Rey De Copas Frontera Del Ensueno (Ray Roc Rmxs)
Ray Roc uplifts this old-school Latin house classic with a nice wall-of-sound-approach. Thumping beats, shrill keys and understated bass buoy the vocals on the Black Latin Soul Remix, while the flip revisits the flamenco guitar-filled Jerez De La Frontera Mix, just to remind you how loping the original was. An intriguing artifact.
Circle Research Speak & Read
Toronto DJ/producers Nix, Astro and Chris B check in with three chunky bits. “Speak and Read” runs a tight rhythm under Smooth B-ish rhymes by local Abdominal dueling a Speak ‘n’ Spell toy. Meanwhile, Psy swallows two million words to little effect on “Psy’d Tracked,” but comes through nicer on the T-town posse cut “Fade,” featuring eight MCs, including Yushin killin’ it in Japanese. Rhyme styles: B+. Beats: A+.
Breakneck Uplink
Nice to hear such a simplified sound come from a production trio on this, their fourth slab. For the title track, Pete Voyager, Tamsin and Vlad throw down a grounded rhythm and top it with a sweet two-note bassline and ragga samples to create a fundamental dancefloor burner. The flip’s “Chinese Burn” runs the same essentalist territory with more understated, squiggly techno effects added to the mix.
Fireclap Begin Without End
Southern Cali represents on the indie side with panache yet again. Rhymers LMNO, Zaire Black and June 22 coolly ride a bad-ass jazz-funk riddim by DJ Westafa. Spacious lines, no garble, no emo indulgence, just Emmoworks smoothness. “The beginning/of what is to be endless,” whines the scratched phrase. We hope so.

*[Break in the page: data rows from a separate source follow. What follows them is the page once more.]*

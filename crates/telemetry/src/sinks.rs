// Path: crates/telemetry/src/sinks.rs
//! Defines abstract traits for metrics reporting, decoupling core logic from the backend.

use once_cell::sync::OnceCell;

// --- Static Sink Access ---

/// A no-op sink for use in tests or when telemetry is disabled.
#[derive(Debug, Clone, Copy)]
pub struct NopSink;

/// A lazily-initialized static reference to the global `MetricsSink` implementation.
pub static SINK: OnceCell<&'static dyn MetricsSink> = OnceCell::new();
static NOP_SINK: NopSink = NopSink;

/// Returns a static reference to the configured error metrics sink.
/// If no sink has been initialized, it returns a no-op sink.
pub fn error_metrics() -> &'static dyn ErrorMetricsSink {
    match SINK.get() {
        Some(sink) => sink.as_error_sink(),
        None => &NOP_SINK,
    }
}

/// Returns a static reference to the configured governance metrics sink.
/// If no sink has been initialized, it returns a no-op sink.
pub fn governance_metrics() -> &'static dyn GovernanceMetricsSink {
    match SINK.get() {
        Some(sink) => sink.as_governance_sink(),
        None => &NOP_SINK,
    }
}

// --- Trait Definitions ---

/// A sink for recording structured error metrics.
pub trait ErrorMetricsSink: Send + Sync + std::fmt::Debug {
    /// Increments a counter for a specific error, categorized by its kind and variant.
    fn inc_error(&self, kind: &'static str, variant: &'static str);
}
impl ErrorMetricsSink for NopSink {
    fn inc_error(&self, _kind: &'static str, _variant: &'static str) {}
}

/// A sink for proposal lifecycle metrics.
pub trait GovernanceMetricsSink: Send + Sync + std::fmt::Debug {
    /// Increments the counter of submitted proposals, labeled by handler route.
    fn inc_proposals_submitted(&self, route: &str);
    /// Adds an escrowed deposit amount.
    fn inc_deposited(&self, amount: u64);
    /// Increments the counter of recorded votes, labeled by option.
    fn inc_votes(&self, option: &str);
    /// Increments the counter of resolved proposals, labeled by final status.
    fn inc_resolutions(&self, status: &str);
    /// Observes the duration of a single end-block sweep.
    fn observe_end_block_duration(&self, duration_secs: f64);
}
impl GovernanceMetricsSink for NopSink {
    fn inc_proposals_submitted(&self, _route: &str) {}
    fn inc_deposited(&self, _amount: u64) {}
    fn inc_votes(&self, _option: &str) {}
    fn inc_resolutions(&self, _status: &str) {}
    fn observe_end_block_duration(&self, _duration_secs: f64) {}
}

/// A unified supertrait that combines every specialized sink.
pub trait MetricsSink: ErrorMetricsSink + GovernanceMetricsSink {
    /// Views this sink as an `ErrorMetricsSink`.
    fn as_error_sink(&self) -> &dyn ErrorMetricsSink;
    /// Views this sink as a `GovernanceMetricsSink`.
    fn as_governance_sink(&self) -> &dyn GovernanceMetricsSink;
}

// Blanket implementation so any type implementing all sink traits can be
// used as a `MetricsSink`.
impl<T> MetricsSink for T
where
    T: ErrorMetricsSink + GovernanceMetricsSink,
{
    fn as_error_sink(&self) -> &dyn ErrorMetricsSink {
        self
    }
    fn as_governance_sink(&self) -> &dyn GovernanceMetricsSink {
        self
    }
}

Various Artists It’s a Berlin Thing Vol. 2
If the first volume of this series from last year didn’t put the world on notice about Berlin hometown’s exploding beat culture, this 30-track double-CD will leave no doubt that the city’s truly on fire. Though Dangerous Drum’s focus since it’s ’01 birth has ostensibly been on uptempo breakbeat, It’s a Berlin Thing Vol. 2 runs the gamut from power-breaks (ed2000 and Circuit Breaker’s remix of Sir Real’s “Boingers”) to electro (Doigts de Poisson & Deckart’s “Troubled Guirars” and DJ Vela’s “Ol Witch’s Jig”), to dubby and groovy breaks (Ekkotrooperz’ “Roll the Bass” and Crash House Brothers’ “Crash House”), to downtempo (WIPPKRIEM’s “Tears”), to spoken word (Jammin’ Unit vs. Sketch’s “Magnetic”) and much more. Think of the exploratory spirit of such legendary comps as the Kickin label’s Elements of Jazz or Stud!o K7’s Freestyle Files, then ponder the fact that all of the artists on this comp live within a bus ride from each other.